Task item - Tally the lines below that include the string "requires". Reply with the total only.

Dataset -

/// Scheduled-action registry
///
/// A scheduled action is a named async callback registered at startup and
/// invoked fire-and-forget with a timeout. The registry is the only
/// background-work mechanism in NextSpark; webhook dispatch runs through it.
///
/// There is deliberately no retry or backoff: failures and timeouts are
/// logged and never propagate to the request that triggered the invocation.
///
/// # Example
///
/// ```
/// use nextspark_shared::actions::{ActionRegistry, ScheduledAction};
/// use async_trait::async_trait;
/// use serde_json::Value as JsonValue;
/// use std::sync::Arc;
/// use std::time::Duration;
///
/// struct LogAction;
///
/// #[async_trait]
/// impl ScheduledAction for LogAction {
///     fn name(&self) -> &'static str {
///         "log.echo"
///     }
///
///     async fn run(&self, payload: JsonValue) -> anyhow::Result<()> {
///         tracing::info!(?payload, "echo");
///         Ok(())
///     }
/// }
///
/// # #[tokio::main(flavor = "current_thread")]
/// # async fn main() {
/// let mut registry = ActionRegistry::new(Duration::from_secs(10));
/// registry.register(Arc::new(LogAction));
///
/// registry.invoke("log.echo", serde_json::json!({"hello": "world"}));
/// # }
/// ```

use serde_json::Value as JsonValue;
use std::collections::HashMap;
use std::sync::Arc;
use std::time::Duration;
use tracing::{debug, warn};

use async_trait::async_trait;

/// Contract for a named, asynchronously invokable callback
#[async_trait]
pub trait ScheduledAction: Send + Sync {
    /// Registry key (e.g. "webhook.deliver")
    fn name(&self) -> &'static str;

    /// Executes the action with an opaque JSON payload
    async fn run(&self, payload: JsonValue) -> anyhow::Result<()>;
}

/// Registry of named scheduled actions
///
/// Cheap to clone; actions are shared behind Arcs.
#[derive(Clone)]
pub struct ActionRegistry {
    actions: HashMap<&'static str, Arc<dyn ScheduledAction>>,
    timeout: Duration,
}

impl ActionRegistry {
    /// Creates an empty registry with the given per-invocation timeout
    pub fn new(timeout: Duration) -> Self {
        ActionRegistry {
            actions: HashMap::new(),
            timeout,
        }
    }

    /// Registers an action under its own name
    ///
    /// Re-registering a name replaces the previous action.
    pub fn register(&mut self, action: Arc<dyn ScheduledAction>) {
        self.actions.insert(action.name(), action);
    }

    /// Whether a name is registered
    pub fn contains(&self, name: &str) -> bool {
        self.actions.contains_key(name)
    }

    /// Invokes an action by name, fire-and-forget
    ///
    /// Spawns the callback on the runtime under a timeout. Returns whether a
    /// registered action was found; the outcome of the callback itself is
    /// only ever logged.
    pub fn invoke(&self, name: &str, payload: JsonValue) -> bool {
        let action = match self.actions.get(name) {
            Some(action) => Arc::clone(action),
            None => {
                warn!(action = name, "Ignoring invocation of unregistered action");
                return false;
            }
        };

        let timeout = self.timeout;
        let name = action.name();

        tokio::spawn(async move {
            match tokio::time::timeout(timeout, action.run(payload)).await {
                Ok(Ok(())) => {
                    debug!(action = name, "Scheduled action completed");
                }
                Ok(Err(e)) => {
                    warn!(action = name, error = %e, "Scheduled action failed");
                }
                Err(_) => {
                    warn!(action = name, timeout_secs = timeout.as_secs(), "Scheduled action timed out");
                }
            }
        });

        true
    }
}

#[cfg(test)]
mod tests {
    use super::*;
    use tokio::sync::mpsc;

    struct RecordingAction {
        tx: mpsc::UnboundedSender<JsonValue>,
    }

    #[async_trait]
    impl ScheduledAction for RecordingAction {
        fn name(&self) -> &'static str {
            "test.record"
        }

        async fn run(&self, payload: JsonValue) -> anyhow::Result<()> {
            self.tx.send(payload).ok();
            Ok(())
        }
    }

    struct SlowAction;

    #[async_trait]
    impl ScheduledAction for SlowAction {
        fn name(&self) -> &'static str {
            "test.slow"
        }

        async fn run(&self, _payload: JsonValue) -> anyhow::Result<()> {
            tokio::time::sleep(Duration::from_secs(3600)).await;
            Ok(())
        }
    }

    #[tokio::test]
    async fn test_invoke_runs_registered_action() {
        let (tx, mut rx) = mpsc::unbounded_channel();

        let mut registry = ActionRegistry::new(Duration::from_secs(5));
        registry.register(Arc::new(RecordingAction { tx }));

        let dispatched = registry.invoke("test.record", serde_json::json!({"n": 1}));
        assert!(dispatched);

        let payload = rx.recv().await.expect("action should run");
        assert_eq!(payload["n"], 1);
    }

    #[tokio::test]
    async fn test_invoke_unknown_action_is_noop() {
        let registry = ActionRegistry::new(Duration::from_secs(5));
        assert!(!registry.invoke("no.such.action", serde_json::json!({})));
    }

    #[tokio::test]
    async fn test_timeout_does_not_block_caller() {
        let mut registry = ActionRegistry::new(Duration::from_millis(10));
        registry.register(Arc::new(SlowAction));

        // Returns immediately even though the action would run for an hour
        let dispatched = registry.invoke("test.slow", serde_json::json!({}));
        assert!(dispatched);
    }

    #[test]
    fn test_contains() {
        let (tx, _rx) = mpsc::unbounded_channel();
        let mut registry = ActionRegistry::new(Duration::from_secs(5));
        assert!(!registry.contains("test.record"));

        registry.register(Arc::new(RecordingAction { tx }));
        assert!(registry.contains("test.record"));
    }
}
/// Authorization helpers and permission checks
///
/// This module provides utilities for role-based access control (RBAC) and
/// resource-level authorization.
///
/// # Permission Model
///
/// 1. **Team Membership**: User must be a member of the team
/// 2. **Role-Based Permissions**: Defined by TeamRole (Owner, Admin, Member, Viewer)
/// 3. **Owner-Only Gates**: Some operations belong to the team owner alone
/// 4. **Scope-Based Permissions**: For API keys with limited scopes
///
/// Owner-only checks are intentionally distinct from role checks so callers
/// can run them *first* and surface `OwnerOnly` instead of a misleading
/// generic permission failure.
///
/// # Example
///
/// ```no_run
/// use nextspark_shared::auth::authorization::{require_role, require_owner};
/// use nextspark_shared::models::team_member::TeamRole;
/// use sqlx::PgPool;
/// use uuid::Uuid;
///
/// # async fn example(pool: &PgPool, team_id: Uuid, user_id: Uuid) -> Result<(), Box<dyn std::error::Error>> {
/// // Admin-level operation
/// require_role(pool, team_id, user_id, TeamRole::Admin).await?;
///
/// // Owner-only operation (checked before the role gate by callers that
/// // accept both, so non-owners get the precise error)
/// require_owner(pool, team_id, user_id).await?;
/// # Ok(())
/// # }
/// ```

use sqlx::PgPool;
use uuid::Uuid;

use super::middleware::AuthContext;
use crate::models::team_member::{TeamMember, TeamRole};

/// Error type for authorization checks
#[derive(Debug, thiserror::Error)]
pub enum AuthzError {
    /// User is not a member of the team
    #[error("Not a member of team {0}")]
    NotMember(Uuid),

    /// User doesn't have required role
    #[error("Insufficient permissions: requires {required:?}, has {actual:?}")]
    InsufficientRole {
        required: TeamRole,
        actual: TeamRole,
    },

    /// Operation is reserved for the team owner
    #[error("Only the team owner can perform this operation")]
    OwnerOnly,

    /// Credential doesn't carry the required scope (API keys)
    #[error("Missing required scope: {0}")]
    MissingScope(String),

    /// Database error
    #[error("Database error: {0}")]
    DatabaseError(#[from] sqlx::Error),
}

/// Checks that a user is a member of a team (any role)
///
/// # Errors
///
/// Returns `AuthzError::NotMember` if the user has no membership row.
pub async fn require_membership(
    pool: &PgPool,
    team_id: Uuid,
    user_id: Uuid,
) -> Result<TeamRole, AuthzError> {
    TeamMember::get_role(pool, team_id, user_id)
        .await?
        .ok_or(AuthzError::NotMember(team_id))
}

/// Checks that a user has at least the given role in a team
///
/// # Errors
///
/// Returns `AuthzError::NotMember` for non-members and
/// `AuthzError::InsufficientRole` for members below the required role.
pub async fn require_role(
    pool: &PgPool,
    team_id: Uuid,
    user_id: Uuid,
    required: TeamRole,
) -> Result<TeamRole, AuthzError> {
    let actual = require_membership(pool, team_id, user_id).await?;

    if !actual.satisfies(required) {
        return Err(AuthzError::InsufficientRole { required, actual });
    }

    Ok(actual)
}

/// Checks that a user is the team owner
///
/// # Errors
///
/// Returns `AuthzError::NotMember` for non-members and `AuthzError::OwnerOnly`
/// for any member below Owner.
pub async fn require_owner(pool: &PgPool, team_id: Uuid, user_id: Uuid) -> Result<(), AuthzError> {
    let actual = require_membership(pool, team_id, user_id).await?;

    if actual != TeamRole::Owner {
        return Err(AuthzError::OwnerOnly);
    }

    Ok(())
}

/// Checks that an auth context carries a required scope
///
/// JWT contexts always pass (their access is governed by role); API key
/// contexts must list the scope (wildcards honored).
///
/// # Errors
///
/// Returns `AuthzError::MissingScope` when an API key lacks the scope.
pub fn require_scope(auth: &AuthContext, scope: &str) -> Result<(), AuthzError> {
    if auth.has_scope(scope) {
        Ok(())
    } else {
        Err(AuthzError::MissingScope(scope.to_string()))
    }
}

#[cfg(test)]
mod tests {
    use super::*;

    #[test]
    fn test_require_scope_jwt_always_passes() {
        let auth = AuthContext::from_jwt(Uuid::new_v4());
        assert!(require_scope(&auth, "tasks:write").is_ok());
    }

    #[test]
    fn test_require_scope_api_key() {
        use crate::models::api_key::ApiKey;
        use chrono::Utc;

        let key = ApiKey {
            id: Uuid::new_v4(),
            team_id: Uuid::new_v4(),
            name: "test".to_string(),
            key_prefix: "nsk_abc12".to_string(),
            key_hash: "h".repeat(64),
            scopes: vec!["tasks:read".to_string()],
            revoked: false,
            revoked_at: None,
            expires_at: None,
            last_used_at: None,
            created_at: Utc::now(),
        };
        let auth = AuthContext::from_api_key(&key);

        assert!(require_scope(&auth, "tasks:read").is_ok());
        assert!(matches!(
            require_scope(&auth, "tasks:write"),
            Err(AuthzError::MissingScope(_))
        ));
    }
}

* * *

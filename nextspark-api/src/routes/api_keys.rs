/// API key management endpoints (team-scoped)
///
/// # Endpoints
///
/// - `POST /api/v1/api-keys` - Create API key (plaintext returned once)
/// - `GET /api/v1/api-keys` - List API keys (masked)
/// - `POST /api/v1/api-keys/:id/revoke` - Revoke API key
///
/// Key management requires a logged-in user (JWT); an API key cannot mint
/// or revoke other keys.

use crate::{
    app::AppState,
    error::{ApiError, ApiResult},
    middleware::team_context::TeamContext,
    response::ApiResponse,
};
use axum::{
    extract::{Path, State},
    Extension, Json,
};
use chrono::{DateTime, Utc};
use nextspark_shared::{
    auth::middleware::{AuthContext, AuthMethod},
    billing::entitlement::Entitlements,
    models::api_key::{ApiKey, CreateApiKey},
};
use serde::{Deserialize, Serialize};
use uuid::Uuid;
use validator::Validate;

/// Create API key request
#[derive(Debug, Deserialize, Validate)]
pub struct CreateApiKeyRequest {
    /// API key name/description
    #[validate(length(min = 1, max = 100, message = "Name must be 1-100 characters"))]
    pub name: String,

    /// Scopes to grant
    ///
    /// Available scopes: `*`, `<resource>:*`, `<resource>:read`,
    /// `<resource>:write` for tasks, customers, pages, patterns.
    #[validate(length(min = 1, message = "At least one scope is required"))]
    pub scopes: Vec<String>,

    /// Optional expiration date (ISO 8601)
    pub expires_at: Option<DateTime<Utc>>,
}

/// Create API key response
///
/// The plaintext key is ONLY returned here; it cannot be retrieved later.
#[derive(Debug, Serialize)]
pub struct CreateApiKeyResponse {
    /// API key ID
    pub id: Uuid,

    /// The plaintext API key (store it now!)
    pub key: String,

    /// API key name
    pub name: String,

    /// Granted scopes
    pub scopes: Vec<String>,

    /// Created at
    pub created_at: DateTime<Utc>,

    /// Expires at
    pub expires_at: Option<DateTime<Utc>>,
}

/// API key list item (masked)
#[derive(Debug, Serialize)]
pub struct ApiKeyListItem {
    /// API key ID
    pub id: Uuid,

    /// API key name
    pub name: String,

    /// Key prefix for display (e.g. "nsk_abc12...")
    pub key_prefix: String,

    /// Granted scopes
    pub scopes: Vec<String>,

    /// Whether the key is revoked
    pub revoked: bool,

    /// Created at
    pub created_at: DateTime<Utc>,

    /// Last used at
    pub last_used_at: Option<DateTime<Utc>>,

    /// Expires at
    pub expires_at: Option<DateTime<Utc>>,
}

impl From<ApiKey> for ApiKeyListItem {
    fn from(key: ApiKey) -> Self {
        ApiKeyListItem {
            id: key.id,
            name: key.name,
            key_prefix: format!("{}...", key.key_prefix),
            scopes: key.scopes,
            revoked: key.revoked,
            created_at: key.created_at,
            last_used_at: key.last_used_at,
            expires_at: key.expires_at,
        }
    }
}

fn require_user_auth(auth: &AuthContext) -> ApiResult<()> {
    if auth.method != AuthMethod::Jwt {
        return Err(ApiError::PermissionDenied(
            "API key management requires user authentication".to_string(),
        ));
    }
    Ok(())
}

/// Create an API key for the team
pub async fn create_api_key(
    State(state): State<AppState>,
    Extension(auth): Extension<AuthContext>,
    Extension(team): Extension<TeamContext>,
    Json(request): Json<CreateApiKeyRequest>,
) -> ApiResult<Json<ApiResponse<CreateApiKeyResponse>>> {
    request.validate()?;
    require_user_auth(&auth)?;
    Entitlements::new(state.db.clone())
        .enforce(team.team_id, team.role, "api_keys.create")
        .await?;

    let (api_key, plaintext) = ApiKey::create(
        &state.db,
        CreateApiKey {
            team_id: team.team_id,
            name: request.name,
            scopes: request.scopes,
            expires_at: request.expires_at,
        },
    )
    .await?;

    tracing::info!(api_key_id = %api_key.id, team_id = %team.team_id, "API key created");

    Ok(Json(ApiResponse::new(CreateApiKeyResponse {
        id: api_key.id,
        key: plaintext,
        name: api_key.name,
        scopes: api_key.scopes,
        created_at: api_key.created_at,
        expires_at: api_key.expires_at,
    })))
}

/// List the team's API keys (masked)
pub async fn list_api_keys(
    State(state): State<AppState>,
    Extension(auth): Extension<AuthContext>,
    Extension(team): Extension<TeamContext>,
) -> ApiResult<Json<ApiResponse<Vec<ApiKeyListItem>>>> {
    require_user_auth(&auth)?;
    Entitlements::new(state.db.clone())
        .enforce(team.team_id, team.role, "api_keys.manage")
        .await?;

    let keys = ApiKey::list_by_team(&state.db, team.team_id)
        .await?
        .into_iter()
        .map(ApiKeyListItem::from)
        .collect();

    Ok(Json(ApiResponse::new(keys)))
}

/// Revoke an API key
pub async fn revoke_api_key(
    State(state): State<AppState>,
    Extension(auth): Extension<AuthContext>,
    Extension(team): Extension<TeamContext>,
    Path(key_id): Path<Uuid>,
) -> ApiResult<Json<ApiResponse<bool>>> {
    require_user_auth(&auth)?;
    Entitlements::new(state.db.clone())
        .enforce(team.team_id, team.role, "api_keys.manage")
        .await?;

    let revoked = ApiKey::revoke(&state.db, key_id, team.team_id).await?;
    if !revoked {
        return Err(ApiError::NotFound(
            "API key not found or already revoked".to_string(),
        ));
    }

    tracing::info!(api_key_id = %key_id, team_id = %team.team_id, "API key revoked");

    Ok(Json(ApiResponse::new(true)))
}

---

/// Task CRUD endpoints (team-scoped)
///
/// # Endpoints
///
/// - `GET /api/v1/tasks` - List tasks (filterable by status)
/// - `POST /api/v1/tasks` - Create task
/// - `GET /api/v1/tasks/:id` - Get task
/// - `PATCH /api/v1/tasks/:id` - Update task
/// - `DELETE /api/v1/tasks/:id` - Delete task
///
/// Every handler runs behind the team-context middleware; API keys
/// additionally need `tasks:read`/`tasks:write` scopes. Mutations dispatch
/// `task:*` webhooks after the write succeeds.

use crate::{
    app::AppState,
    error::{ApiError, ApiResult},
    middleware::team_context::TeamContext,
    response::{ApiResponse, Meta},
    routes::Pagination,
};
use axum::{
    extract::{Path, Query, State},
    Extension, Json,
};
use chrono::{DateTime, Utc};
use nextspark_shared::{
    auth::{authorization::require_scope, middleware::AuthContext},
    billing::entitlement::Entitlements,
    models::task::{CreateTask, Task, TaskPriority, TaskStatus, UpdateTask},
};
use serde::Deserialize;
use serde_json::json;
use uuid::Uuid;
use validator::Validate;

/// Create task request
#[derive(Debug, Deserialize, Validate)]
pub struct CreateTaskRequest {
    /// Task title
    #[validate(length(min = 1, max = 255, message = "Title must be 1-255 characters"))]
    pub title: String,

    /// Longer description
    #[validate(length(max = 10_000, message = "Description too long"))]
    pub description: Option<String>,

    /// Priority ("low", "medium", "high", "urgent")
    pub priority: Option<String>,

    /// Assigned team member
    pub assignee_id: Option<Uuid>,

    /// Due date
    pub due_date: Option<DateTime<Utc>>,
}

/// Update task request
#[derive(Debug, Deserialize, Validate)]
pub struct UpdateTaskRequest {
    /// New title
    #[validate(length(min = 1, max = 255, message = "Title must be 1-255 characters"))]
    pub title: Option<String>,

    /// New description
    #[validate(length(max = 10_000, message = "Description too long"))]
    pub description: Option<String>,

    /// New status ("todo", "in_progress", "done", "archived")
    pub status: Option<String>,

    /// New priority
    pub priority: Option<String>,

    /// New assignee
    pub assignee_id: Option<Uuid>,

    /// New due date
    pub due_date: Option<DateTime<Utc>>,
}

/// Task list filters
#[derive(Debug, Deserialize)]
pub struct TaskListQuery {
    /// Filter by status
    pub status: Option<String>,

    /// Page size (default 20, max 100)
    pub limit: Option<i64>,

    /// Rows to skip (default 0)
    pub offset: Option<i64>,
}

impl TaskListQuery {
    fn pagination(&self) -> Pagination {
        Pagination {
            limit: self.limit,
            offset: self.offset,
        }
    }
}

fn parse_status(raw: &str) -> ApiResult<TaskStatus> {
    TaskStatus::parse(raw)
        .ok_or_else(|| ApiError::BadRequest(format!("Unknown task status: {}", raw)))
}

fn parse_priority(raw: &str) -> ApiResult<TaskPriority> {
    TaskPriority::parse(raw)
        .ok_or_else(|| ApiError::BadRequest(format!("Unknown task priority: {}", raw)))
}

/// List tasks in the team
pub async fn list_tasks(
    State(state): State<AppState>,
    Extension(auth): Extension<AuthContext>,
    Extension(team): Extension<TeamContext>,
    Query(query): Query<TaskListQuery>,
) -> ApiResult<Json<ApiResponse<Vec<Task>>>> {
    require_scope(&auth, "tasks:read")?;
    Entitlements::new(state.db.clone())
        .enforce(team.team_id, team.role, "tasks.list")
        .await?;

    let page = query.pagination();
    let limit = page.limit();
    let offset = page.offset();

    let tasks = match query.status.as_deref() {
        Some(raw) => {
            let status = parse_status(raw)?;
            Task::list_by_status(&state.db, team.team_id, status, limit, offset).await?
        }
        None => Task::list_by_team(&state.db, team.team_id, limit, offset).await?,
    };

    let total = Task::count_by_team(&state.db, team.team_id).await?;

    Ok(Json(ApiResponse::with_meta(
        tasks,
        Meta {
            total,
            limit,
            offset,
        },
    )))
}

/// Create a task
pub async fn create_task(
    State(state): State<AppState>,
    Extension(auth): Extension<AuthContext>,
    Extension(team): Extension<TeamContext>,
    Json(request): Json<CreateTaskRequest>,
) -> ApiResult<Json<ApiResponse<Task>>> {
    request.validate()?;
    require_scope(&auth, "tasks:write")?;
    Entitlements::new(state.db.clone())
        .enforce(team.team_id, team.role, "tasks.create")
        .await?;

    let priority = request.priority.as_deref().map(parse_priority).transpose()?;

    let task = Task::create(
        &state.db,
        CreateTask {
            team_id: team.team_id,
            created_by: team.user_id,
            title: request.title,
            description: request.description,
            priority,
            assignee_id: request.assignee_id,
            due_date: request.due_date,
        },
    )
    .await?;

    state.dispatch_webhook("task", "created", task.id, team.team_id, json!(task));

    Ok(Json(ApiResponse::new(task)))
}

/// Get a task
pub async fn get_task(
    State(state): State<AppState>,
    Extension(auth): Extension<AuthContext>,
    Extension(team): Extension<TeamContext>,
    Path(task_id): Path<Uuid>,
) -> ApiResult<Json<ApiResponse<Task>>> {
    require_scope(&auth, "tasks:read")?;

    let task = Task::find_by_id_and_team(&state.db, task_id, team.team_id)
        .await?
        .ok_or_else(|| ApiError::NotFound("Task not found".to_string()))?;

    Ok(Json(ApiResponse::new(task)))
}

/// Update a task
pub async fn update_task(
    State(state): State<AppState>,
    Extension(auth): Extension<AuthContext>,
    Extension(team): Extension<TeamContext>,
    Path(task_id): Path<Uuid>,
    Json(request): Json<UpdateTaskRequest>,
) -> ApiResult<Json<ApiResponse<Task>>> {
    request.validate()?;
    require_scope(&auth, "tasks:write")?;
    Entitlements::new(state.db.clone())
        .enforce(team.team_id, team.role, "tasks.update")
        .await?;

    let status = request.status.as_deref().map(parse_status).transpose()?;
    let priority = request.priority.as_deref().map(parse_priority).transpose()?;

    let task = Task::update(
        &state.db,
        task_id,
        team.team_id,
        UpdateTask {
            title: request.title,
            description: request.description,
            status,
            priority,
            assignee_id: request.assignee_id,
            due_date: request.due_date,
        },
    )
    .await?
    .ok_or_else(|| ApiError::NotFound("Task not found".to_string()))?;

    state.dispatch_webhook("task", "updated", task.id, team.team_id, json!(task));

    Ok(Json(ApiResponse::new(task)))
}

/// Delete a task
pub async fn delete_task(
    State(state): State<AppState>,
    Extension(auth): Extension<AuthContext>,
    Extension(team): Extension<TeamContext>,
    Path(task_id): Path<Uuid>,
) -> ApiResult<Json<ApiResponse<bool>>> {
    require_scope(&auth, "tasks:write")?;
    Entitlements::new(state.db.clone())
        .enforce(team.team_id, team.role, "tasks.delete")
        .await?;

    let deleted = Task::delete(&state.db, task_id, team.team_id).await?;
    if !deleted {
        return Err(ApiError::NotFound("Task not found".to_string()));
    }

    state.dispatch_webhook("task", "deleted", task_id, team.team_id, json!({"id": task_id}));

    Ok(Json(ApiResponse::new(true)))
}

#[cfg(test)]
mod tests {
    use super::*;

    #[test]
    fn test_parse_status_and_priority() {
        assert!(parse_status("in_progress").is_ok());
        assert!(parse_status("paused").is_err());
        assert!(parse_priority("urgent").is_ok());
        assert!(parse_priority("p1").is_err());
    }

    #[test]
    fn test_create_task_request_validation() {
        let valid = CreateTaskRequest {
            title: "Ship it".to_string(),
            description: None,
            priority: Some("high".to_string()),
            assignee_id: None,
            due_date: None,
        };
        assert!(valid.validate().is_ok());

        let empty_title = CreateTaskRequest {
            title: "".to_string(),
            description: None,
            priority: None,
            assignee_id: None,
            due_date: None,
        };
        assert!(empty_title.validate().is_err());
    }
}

Response - 3